──────── DATA SHOWN

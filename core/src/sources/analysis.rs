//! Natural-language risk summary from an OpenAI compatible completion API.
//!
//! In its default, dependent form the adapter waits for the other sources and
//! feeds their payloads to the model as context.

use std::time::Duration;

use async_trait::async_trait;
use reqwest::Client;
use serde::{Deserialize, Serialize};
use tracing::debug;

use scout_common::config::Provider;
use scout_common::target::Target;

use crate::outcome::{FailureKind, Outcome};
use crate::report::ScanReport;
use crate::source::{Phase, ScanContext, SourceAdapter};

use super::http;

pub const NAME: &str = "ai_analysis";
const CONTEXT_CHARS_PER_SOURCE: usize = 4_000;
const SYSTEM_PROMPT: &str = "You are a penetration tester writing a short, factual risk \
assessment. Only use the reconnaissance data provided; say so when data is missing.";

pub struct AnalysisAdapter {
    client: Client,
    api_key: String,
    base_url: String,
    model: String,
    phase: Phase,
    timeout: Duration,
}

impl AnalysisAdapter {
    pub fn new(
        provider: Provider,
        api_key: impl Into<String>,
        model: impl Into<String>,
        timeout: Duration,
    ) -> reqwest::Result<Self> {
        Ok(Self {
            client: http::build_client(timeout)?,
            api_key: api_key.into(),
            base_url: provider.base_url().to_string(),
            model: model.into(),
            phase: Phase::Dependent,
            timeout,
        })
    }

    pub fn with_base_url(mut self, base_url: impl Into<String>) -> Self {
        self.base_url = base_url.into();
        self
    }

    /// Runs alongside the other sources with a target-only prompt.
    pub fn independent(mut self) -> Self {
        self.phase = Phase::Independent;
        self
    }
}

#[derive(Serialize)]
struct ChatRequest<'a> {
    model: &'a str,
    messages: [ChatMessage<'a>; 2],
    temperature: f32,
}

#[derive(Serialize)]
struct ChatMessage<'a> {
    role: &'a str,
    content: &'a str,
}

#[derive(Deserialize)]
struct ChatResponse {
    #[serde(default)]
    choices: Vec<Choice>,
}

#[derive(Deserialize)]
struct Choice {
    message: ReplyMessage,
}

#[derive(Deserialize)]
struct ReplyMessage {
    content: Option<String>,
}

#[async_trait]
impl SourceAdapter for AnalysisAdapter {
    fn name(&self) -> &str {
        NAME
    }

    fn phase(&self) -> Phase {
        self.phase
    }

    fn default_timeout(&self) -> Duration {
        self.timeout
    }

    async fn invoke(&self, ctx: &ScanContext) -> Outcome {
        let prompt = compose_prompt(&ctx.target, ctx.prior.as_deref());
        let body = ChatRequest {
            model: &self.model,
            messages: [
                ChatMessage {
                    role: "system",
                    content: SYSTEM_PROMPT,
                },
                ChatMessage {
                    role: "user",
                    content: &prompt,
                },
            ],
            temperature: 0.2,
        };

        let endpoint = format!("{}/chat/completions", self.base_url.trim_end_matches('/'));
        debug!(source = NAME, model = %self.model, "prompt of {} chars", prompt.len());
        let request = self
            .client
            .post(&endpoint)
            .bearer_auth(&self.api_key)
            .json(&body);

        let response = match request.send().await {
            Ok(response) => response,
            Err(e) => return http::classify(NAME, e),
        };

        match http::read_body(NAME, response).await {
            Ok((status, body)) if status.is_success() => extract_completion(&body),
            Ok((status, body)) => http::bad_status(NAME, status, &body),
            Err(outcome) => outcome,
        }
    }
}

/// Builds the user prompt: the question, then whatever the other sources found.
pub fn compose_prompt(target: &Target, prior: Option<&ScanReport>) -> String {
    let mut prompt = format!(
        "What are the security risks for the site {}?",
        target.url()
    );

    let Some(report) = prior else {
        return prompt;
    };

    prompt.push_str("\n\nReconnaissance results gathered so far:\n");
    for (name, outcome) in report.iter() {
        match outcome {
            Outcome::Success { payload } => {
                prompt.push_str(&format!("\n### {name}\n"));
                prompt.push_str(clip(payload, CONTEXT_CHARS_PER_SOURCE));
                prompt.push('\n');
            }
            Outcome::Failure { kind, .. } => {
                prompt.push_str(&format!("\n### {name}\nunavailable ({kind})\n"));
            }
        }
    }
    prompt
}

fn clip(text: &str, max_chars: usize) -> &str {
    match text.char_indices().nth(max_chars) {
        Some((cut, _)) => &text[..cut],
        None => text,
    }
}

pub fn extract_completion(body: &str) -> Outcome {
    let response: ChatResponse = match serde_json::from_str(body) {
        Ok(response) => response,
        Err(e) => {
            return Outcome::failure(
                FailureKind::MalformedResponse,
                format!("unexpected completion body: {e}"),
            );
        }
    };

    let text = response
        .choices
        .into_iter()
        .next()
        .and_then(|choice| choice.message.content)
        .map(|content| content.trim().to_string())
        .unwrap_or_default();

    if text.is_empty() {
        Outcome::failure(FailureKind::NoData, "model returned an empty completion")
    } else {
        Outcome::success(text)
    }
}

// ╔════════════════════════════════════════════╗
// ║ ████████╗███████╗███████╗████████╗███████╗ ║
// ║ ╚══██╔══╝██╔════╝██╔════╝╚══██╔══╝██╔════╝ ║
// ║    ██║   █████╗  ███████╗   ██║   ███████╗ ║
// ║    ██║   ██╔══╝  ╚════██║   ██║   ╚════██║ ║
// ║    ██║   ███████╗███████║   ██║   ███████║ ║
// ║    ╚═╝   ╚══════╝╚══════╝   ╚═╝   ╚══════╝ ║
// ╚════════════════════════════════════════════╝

────────────────

PROBLEM DETAILS
Where a line in the records above contains the string "other", return that line.

RESULT OF THE EXERCISE
//! In its default, dependent form the adapter waits for the other sources and
    /// Runs alongside the other sources with a target-only prompt.
/// Builds the user prompt: the question, then whatever the other sources found.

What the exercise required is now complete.